Monday, November 11, 2013
Exhibit Hall 4 (Austin Convention Center)
Polly Harding , School of Forest Resources and Conservation, University of Florida, Gainesville, FL
Jiri Hulcr , School of Forest Resources and Conservation and the Department of Entomology; USDA Forest Service, University of Florida, Gainesville, FL
The black turpentine beetle, Dendroctonus terebrans (Olivier) (Coleoptera: Curculionidae), is a native wood-borer of pine trees in the eastern U.S. This bark beetle’s impact on exotic ornamental pines suggests it may become a severe pest if introduced beyond its native range.

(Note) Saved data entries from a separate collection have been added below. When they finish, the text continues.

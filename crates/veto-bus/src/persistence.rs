//! # Listener Persistence
//!
//! Writes a registry's persistable listeners to a `bincode` stream and rebuilds
//! a registry from one.
//!
//! ## Stream Layout
//!
//! ```text
//! StreamHeader { magic: "VETO", version: 2 }
//! StreamItem::Listener(record)              # global, registration order
//! StreamItem::Named { property_name, record } # per property, name order
//! StreamItem::End
//! ```
//!
//! Listeners without the persistence capability are skipped on write. A
//! stream that ends before `End` is rejected. Reads are bounded by
//! [`PersistenceConfig::max_stream_bytes`]; a length prefix that would exceed
//! the remaining budget fails before anything is allocated.

use crate::config::PersistenceConfig;
use crate::listener::{Listener, SharedListener, VetoableChangeListener};
use crate::registry::ListenerRegistry;
use crate::{FORMAT_VERSION, STREAM_MAGIC};
use bincode::Options;
use serde::de::DeserializeOwned;
use serde::{Deserialize, Serialize};
use std::collections::HashMap;
use std::fmt;
use std::io::{self, Read, Write};
use std::sync::Arc;
use thiserror::Error;
use tracing::{debug, info};
use veto_types::Subject;

/// Persistence failures.
#[derive(Debug, Error)]
pub enum PersistenceError {
    /// The stream ended before the terminating sentinel.
    #[error("Listener stream truncated before end marker")]
    TruncatedStream,

    /// Not a listener stream.
    #[error("Bad stream magic: {found:#010x}")]
    BadMagic {
        /// Magic read from the stream
        found: u32,
    },

    /// Written by an incompatible format version.
    #[error("Unsupported stream version {found} (supported: {supported})")]
    UnsupportedVersion {
        /// Version read from the stream
        found: u32,
        /// Version this build reads
        supported: u32,
    },

    /// No decoder registered for a record's kind.
    #[error("Unknown listener kind: {0}")]
    UnknownListenerKind(String),

    /// Decoding would exceed the stream byte budget.
    #[error("Listener stream exceeds {limit} bytes")]
    StreamTooLarge {
        /// Configured budget
        limit: u64,
    },

    /// The stream holds more records than allowed.
    #[error("Too many listener records (limit {limit})")]
    TooManyRecords {
        /// Configured cap
        limit: usize,
    },

    /// Encoding or decoding failure.
    #[error("Codec error: {0}")]
    Codec(String),

    /// Underlying reader or writer failure.
    #[error("I/O error: {0}")]
    Io(#[from] io::Error),
}

impl From<bincode::Error> for PersistenceError {
    fn from(err: bincode::Error) -> Self {
        match *err {
            bincode::ErrorKind::Io(io) if io.kind() == io::ErrorKind::UnexpectedEof => {
                Self::TruncatedStream
            }
            bincode::ErrorKind::Io(io) => Self::Io(io),
            other => Self::Codec(other.to_string()),
        }
    }
}

/// Serialized form of one listener.
#[derive(Debug, Clone, PartialEq, Eq, Serialize, Deserialize)]
pub struct ListenerRecord {
    /// Decoder key in the [`ListenerFactory`]
    pub kind: String,
    /// Listener state, `bincode` encoded
    pub payload: Vec<u8>,
}

impl ListenerRecord {
    /// Encode `value` under `kind`.
    pub fn encode<T: Serialize>(kind: impl Into<String>, value: &T) -> Result<Self, PersistenceError> {
        Ok(Self {
            kind: kind.into(),
            payload: bincode::serialize(value)?,
        })
    }

    /// Decode the payload as a `T`.
    pub fn decode<T: DeserializeOwned>(&self) -> Result<T, PersistenceError> {
        bincode::deserialize(&self.payload).map_err(|e| PersistenceError::Codec(e.to_string()))
    }
}

/// Capability of a listener that can be written to a stream.
pub trait PersistableListener {
    /// Produce the listener's record.
    fn record(&self) -> Result<ListenerRecord, PersistenceError>;
}

#[derive(Serialize, Deserialize)]
struct StreamHeader {
    magic: u32,
    version: u32,
}

#[derive(Serialize, Deserialize)]
enum StreamItem {
    Listener(ListenerRecord),
    Named {
        property_name: String,
        record: ListenerRecord,
    },
    End,
}

/// Fixed-width little-endian encoding, the same layout as `bincode::serialize`.
fn stream_options() -> impl Options {
    bincode::DefaultOptions::new()
        .with_fixint_encoding()
        .allow_trailing_bytes()
}

/// Decode one value, charging its encoded size against `budget`.
fn read_bounded<T, R>(reader: &mut R, budget: &mut u64, limit: u64) -> Result<T, PersistenceError>
where
    T: Serialize + DeserializeOwned,
    R: Read,
{
    let value: T = stream_options()
        .with_limit(*budget)
        .deserialize_from(&mut *reader)
        .map_err(|err| match *err {
            bincode::ErrorKind::SizeLimit => PersistenceError::StreamTooLarge { limit },
            other => PersistenceError::from(Box::new(other)),
        })?;
    let used = stream_options().serialized_size(&value)?;
    *budget = budget.saturating_sub(used);
    Ok(value)
}

type Decoder = Box<dyn Fn(&[u8]) -> Result<SharedListener, PersistenceError> + Send + Sync>;

/// Maps record kinds back to listeners.
#[derive(Default)]
pub struct ListenerFactory {
    decoders: HashMap<String, Decoder>,
}

impl ListenerFactory {
    /// Create an empty factory.
    pub fn new() -> Self {
        Self::default()
    }

    /// Decode records of `kind` as `bincode`-encoded `T`.
    pub fn register<T>(&mut self, kind: impl Into<String>) -> &mut Self
    where
        T: DeserializeOwned + VetoableChangeListener + 'static,
    {
        self.register_with(kind, |payload| {
            let listener: T =
                bincode::deserialize(payload).map_err(|e| PersistenceError::Codec(e.to_string()))?;
            Ok(Arc::new(listener) as SharedListener)
        })
    }

    /// Decode records of `kind` with a custom function.
    pub fn register_with<F>(&mut self, kind: impl Into<String>, decode: F) -> &mut Self
    where
        F: Fn(&[u8]) -> Result<SharedListener, PersistenceError> + Send + Sync + 'static,
    {
        self.decoders.insert(kind.into(), Box::new(decode));
        self
    }

    /// True if `kind` has a decoder.
    pub fn knows(&self, kind: &str) -> bool {
        self.decoders.contains_key(kind)
    }

    fn build(&self, record: &ListenerRecord) -> Result<SharedListener, PersistenceError> {
        let decode = self
            .decoders
            .get(&record.kind)
            .ok_or_else(|| PersistenceError::UnknownListenerKind(record.kind.clone()))?;
        decode(&record.payload)
    }
}

impl fmt::Debug for ListenerFactory {
    fn fmt(&self, f: &mut fmt::Formatter<'_>) -> fmt::Result {
        let mut kinds: Vec<_> = self.decoders.keys().collect();
        kinds.sort();
        f.debug_struct("ListenerFactory").field("kinds", &kinds).finish()
    }
}

/// Write the persistable listeners of `registry`. Returns the number of
/// records written.
pub fn write_registry<W: Write>(
    registry: &ListenerRegistry,
    mut writer: W,
) -> Result<usize, PersistenceError> {
    let header = StreamHeader {
        magic: STREAM_MAGIC,
        version: FORMAT_VERSION,
    };
    stream_options().serialize_into(&mut writer, &header)?;

    let mut written = 0;
    let mut skipped = 0;
    for listener in registry.list_listeners() {
        let Some(persistable) = listener.inner().as_persistable() else {
            skipped += 1;
            continue;
        };
        let record = persistable.record()?;
        let item = match listener.property_name() {
            None => StreamItem::Listener(record),
            Some(name) => StreamItem::Named {
                property_name: name.to_string(),
                record,
            },
        };
        stream_options().serialize_into(&mut writer, &item)?;
        written += 1;
    }
    stream_options().serialize_into(&mut writer, &StreamItem::End)?;
    writer.flush()?;

    if skipped > 0 {
        debug!(skipped, "Non-persistable listeners left out of stream");
    }
    info!(subject = %registry.source(), written, "Listener registry written");
    Ok(written)
}

/// Rebuild a registry for `subject` from a stream written by [`write_registry`].
pub fn read_registry<R: Read>(
    subject: Subject,
    mut reader: R,
    factory: &ListenerFactory,
    config: &PersistenceConfig,
) -> Result<ListenerRegistry, PersistenceError> {
    let limit = config.max_stream_bytes;
    let mut budget = limit;
    let header: StreamHeader = read_bounded(&mut reader, &mut budget, limit)?;
    if header.magic != STREAM_MAGIC {
        return Err(PersistenceError::BadMagic {
            found: header.magic,
        });
    }
    if header.version != FORMAT_VERSION {
        return Err(PersistenceError::UnsupportedVersion {
            found: header.version,
            supported: FORMAT_VERSION,
        });
    }

    let registry = ListenerRegistry::new(subject);
    let mut read = 0;
    loop {
        let item: StreamItem = read_bounded(&mut reader, &mut budget, limit)?;
        let listener = match item {
            StreamItem::End => break,
            StreamItem::Listener(record) => Listener::Global(factory.build(&record)?),
            StreamItem::Named {
                property_name,
                record,
            } => Listener::named(property_name, factory.build(&record)?),
        };
        if read >= config.max_records {
            return Err(PersistenceError::TooManyRecords {
                limit: config.max_records,
            });
        }
        registry.add_listener(listener);
        read += 1;
    }

    info!(subject = %registry.source(), read, "Listener registry restored");
    Ok(registry)
}

/// [`write_registry`] into a fresh buffer.
pub fn registry_to_bytes(registry: &ListenerRegistry) -> Result<Vec<u8>, PersistenceError> {
    let mut bytes = Vec::new();
    write_registry(registry, &mut bytes)?;
    Ok(bytes)
}

/// [`read_registry`] from a byte slice with default limits.
pub fn registry_from_bytes(
    subject: Subject,
    bytes: &[u8],
    factory: &ListenerFactory,
) -> Result<ListenerRegistry, PersistenceError> {
    read_registry(subject, bytes, factory, &PersistenceConfig::default())
}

Semiochemical traps are known to capture black turpentine beetles; however, attempts to manage them with baited traps have failed. We compared beetle attraction to pine-derived turpentine versus the "sirex" pinene blend, a synthetic mixture of alpha- and beta-pinene. Lures were deployed on multi-funnel traps and rotated once every week. We used four treatments: turpentine paired with ethanol, "sirex" paired with ethanol, turpentine alone, and un-baited control. Turpentine paired with ethanol captured significantly more black turpentine beetles than the other lures. The "sirex" lures were no more attractive to the beetle than un-baited traps. Additionally, Xyleborus pubescens was attracted to both pine turpentine and the "sirex" pinene blend, but Myoplatypus flavicornis was only attracted to the pinene blend. The "sirex" lure and turpentine share the same main compounds, alpha-pinene and beta-pinene, but turpentine has minor compounds that are absent from "sirex". Therefore, these results suggest that the black turpentine beetle and some other bark beetles respond to minor components of host-derived compounds. This finding indicates that minority compounds should not be overlooked when designing semiochemical lures for D. terebrans.